Research article

AC133+ progenitor cells as gene delivery vehicle and cellular probe in subcutaneous tumor models: a preliminary study

Ali M Rad^1,2 , ASM Iskander¹ , Branislava Janic¹ , Robert A Knight³ , Ali S Arbab¹ and Hamid Soltanian-Zadeh^1,4

¹Department of Radiology, Henry Ford Hospital, Detroit, Michigan, USA

²Department of Radiology, Massachusetts General Hospital/Harvard Medical School, Boston, MA, USA

³Department of Neurology, Henry Ford Hospital, Detroit, Michigan, USA

⁴Control and Intelligent Processing Center of Excellence, Department of Electrical and Computer Engineering, University of Tehran, Tehran, Iran

author email corresponding author email

BMC Biotechnology 2009, 9:28doi:10.1186/1472-6750-9-28

Published:	27 March 2009

Abstract

Background

Despite enormous progress in gene therapy for breast cancer, an optimal systemic vehicle for delivering gene products to the target tissue is still lacking. The purpose of this study was to determine whether AC133+ progenitor cells (APC) can be used as both gene delivery vehicles and cellular probes for magnetic resonance imaging (MRI). In this study, we used superparamagentic iron oxide (SPIO)-labeled APCs to carry the human sodium iodide symporter (hNIS) gene to the sites of implanted breast cancer in mouse model. In vivo real time tracking of these cells was performed by MRI and expression of hNIS was determined by Tc-99m pertechnetate (Tc-99m) scan.

Results

Three million human breast cancer (MDA-MB-231) cells were subcutaneously implanted in the right flank of nude mice. APCs, isolated from fresh human cord blood, were genetically transformed to carry the hNIS gene using adenoviral vectors and magnetically labeled with ferumoxides-protamine sulfate (FePro) complexes. Magnetically labeled genetically transformed cells were administered intravenously in tumor bearing mice when tumors reached 0.5 cm in the largest dimension. MRI and single photon emission computed tomography (SPECT) images were acquired 3 and 7 days after cell injection, with a 7 Tesla animal MRI system and a custom built micro-SPECT using Tc-99m, respectively. Expression of hNIS in accumulated cells was determined by staining with anti-hNIS antibody. APCs were efficiently labeled with ferumoxide-protamine sulfate (FePro) complexes and transduced with hNIS gene. Our study showed not only the accumulation of intravenously administered genetically transformed, magnetically labeled APCs in the implanted breast cancer, but also the expression of hNIS gene at the tumor site.

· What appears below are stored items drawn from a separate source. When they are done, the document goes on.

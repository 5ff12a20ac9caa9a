//! Handlers for the `/task-lists` resource.
//!
//! Every operation is scoped to the authenticated user's own lists; a list
//! owned by someone else is indistinguishable from a missing one.

use axum::extract::State;
use serde::Deserialize;
use taskboard_core::types::DbId;
use taskboard_db::models::task_list::{CreateTaskList, TaskList, TaskListWithTasks};

use crate::error::{AppError, AppResult};
use crate::extract::{JsonBody, PathParam};
use crate::middleware::auth::AuthUser;
use crate::response::ApiResponse;
use crate::state::AppState;

const LIST_NOT_FOUND: &str = "Список задач не найден";

/// Request body for creating or renaming a list.
#[derive(Debug, Deserialize)]
pub struct TaskListTitle {
    #[serde(default)]
    pub title: Option<String>,
}

impl TaskListTitle {
    fn require(self) -> AppResult<String> {
        self.title
            .filter(|t| !t.trim().is_empty())
            .ok_or_else(|| AppError::BadRequest("Необходимо указать title".into()))
    }
}

/// GET /api/task-lists
pub async fn list_task_lists(
    State(state): State<AppState>,
    user: AuthUser,
) -> AppResult<ApiResponse<Vec<TaskListWithTasks>>> {
    let lists = state.store.task_lists_with_tasks(user.user_id).await?;
    Ok(ApiResponse::ok(lists))
}

/// POST /api/task-lists
pub async fn create_task_list(
    State(state): State<AppState>,
    user: AuthUser,
    JsonBody(input): JsonBody<TaskListTitle>,
) -> AppResult<ApiResponse<TaskList>> {
    let title = input.require()?;
    let list = state
        .store
        .create_task_list(&CreateTaskList {
            title,
            user_id: user.user_id,
        })
        .await?;

    tracing::info!(list_id = list.id, user_id = user.user_id, "Task list created");
    Ok(ApiResponse::created(list))
}

/// PUT /api/task-lists/{id}
pub async fn update_task_list(
    State(state): State<AppState>,
    user: AuthUser,
    PathParam(id): PathParam<DbId>,
    JsonBody(input): JsonBody<TaskListTitle>,
) -> AppResult<ApiResponse<TaskList>> {
    let title = input.require()?;
    let list = state
        .store
        .rename_task_list(id, user.user_id, &title)
        .await?
        .ok_or_else(|| AppError::not_found(LIST_NOT_FOUND))?;
    Ok(ApiResponse::ok(list))
}

/// DELETE /api/task-lists/{id}
///
/// Deletes the list together with its tasks.
pub async fn delete_task_list(
    State(state): State<AppState>,
    user: AuthUser,
    PathParam(id): PathParam<DbId>,
) -> AppResult<ApiResponse<()>> {
    if !state.store.delete_task_list(id, user.user_id).await? {
        return Err(AppError::not_found(LIST_NOT_FOUND));
    }
    tracing::info!(list_id = id, user_id = user.user_id, "Task list deleted");
    Ok(ApiResponse::empty())
}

Tc-99m activity ratio (tumor/non-tumor) was significantly different between animals that received non-transduced and transduced cells (P < 0.001).

Conclusion

This study indicates that genetically transformed, magnetically labeled APCs can be used both as delivery vehicles and cellular probes for detecting in vivo migration and homing of cells. Furthermore, they can potentially be used as a gene carrier system for the treatment of tumor or other diseases.